Scanning the entries below, copy every line that contains the word "active".

○ ○ ○ ○ ○

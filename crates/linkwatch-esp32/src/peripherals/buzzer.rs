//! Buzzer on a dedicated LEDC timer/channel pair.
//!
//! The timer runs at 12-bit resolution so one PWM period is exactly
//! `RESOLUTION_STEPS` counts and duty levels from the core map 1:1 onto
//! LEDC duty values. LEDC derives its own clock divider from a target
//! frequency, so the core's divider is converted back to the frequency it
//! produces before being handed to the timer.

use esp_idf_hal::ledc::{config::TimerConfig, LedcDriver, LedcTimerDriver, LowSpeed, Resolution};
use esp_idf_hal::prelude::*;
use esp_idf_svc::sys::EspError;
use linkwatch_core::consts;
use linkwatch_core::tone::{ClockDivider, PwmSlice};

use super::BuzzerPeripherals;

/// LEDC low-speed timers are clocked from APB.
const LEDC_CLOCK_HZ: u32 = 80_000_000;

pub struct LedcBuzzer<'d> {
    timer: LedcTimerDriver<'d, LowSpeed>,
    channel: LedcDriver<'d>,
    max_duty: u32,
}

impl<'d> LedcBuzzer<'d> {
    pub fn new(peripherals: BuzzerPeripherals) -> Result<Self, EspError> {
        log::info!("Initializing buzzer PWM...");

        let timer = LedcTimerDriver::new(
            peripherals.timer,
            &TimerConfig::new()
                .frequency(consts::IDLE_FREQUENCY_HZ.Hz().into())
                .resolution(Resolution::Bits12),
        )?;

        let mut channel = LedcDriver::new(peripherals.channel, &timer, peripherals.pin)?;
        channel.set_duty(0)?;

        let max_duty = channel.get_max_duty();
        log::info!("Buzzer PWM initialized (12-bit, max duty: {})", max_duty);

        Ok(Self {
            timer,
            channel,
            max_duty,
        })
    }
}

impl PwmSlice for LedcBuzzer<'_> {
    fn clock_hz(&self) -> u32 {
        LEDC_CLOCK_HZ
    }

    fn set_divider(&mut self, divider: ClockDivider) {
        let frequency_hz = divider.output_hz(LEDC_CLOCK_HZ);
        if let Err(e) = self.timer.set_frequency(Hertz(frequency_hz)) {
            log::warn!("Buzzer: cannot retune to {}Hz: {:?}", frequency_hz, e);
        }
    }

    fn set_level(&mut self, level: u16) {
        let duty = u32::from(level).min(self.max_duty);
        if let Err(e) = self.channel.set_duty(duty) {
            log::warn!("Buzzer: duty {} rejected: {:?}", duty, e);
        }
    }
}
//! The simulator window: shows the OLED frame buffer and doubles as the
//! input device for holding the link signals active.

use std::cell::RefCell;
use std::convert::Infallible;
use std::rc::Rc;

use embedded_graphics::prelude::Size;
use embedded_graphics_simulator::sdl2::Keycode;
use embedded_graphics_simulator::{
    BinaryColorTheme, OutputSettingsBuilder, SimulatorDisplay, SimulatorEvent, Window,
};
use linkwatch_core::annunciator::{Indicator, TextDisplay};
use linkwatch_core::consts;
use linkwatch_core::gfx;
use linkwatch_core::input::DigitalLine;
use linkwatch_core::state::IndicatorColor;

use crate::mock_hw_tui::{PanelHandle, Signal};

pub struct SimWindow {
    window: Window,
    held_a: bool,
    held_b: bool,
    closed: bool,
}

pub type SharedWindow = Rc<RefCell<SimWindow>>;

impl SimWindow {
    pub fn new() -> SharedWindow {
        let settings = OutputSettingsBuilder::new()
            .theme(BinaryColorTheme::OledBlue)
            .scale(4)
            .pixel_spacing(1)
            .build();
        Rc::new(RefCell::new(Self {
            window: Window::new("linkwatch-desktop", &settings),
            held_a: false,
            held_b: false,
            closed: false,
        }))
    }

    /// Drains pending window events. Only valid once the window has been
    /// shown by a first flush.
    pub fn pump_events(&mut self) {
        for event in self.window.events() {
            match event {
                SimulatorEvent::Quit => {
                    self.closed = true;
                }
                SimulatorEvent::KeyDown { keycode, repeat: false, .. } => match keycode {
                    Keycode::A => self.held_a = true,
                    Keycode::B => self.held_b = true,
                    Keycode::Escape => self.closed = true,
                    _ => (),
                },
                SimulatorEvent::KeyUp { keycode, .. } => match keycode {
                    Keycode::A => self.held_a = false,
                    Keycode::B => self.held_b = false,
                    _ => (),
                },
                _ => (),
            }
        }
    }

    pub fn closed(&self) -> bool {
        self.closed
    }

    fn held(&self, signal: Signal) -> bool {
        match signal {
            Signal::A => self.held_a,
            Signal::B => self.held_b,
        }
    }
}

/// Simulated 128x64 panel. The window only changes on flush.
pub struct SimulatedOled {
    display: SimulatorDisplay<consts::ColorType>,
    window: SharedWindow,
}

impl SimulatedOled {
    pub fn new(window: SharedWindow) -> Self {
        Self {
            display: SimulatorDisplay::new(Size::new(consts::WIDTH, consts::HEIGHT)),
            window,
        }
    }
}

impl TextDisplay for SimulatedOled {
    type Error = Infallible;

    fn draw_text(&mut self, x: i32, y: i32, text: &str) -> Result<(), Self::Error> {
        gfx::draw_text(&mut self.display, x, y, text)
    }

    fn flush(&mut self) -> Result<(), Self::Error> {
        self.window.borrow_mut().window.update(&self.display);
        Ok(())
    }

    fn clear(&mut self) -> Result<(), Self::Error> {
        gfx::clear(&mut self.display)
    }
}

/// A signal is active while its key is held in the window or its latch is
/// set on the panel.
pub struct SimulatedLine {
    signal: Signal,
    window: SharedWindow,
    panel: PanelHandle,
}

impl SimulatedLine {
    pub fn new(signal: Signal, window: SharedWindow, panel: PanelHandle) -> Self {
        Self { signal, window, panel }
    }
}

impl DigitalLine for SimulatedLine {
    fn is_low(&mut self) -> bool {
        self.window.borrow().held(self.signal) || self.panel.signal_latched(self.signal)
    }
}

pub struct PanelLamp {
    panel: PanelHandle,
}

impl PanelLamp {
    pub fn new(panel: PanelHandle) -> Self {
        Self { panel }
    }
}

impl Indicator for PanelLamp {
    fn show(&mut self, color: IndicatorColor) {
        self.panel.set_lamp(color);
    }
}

○ ○ ○ ○ ○

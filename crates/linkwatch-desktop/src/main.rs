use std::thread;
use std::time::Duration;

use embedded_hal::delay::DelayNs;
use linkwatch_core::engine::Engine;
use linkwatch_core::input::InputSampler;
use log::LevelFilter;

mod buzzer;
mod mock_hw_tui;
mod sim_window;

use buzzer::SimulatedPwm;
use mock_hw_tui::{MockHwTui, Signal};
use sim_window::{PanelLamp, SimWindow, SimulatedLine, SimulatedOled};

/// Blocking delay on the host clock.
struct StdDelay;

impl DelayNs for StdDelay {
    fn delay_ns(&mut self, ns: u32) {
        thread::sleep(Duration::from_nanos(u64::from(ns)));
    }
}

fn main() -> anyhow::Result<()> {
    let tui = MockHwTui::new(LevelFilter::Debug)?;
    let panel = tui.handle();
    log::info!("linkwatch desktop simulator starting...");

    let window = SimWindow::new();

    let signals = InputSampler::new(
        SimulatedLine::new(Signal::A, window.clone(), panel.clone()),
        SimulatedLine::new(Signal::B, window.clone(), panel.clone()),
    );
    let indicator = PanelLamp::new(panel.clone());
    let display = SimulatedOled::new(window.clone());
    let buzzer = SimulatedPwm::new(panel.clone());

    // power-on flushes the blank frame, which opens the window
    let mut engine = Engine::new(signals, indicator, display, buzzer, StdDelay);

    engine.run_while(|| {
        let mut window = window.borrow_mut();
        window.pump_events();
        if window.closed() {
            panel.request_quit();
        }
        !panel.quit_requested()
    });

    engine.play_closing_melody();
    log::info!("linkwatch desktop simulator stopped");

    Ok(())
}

○ ○ ○ ○ ○

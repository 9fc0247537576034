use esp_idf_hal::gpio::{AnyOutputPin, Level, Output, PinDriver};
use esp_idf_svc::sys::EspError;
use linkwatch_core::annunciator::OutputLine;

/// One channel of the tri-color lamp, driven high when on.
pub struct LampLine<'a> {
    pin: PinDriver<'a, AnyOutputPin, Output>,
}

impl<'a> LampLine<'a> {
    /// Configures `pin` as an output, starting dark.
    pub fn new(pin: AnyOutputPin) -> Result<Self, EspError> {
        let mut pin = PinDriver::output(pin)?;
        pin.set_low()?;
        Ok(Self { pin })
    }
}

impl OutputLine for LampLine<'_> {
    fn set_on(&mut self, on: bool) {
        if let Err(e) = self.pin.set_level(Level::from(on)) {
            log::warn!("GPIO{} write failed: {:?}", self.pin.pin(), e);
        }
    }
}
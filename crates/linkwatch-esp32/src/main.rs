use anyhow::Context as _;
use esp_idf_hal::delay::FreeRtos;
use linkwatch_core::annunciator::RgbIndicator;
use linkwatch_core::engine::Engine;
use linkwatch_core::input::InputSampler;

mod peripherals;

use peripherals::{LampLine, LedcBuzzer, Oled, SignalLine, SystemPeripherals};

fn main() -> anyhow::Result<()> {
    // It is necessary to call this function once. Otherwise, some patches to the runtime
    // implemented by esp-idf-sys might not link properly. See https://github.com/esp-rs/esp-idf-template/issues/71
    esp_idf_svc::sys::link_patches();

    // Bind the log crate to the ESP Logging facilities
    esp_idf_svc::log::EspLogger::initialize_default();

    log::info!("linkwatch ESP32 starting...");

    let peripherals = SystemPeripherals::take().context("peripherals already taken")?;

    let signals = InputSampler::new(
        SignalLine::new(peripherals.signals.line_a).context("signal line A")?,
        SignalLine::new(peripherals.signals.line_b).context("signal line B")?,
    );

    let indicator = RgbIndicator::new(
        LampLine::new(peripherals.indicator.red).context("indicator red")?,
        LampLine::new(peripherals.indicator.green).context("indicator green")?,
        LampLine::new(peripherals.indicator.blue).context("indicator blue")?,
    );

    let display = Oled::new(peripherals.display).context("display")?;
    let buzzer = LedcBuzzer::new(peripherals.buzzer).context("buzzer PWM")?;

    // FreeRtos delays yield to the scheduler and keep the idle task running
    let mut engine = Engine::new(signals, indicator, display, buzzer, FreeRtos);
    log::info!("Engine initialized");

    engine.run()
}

○ ○ ○ ○ ○

### COMPLETED TASK
//! input device for holding the link signals active.
/// A signal is active while its key is held in the window or its latch is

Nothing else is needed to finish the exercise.